Create OTU table using dist.seqs and cluster Error

Dear community,
What I have is a fasta file with very similar sequences. From that I created a name file using list.seqs and a dist.file using dist. seqs with no cutoff.
Now I wanted to cluster but get always errors stating that some sequences are not in the name file. But when I look at the names file, I can see that they are there.

mothur > cluster(column=LD12_BG_839seqs.dist,name=LD12_BG_839seqs.accnos)
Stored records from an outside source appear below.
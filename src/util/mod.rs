/// Basic thread pool utility.
pub mod thread_pool;

/// In-memory stream for testing connections.
#[cfg(test)]
pub mod mock;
********************###########
Reading matrix: ||ABError: Sequence ‘EU800141’ was not found in the names file, please correct

Do you have any idea what could be wrong here?
Thanks for you help

LD12_BG_839seqs.accnos isn’t a names file. Can you tell/show us how you got these files?

Pat

starting point was a fasta file:
fasta=LD12_BG_839seqs.fna

that was the way I tried to go

align.seqs(reference=core_set_aligned.imputed.fasta, processors=2)
list.seqs(fasta=LD12_BG_839seqs.align)
dist.seqs(fasta=LD12_BG_839seqs.align, processors=2)
list.seqs(fasta=LD12_BG_839seqs.align)
cluster(column=LD12_BG_839seqs.dist,name=LD12_BG_839seqs.accnos)

thanks

So an accnos file is not the same as a names file. A names file would have been created if you ran unique.seqs and/or pre.cluster. FWIW, you’re really skipping over a few critical steps like generating a group file (trim.seqs), making sure things line up in the same alignment space (screen.seqs), making sure things only overlap the same alignment space (filter.seqs), chimera checking (chimera.uchime). You should really look at our SOPs and get a sense of how your data might fit in.

Pat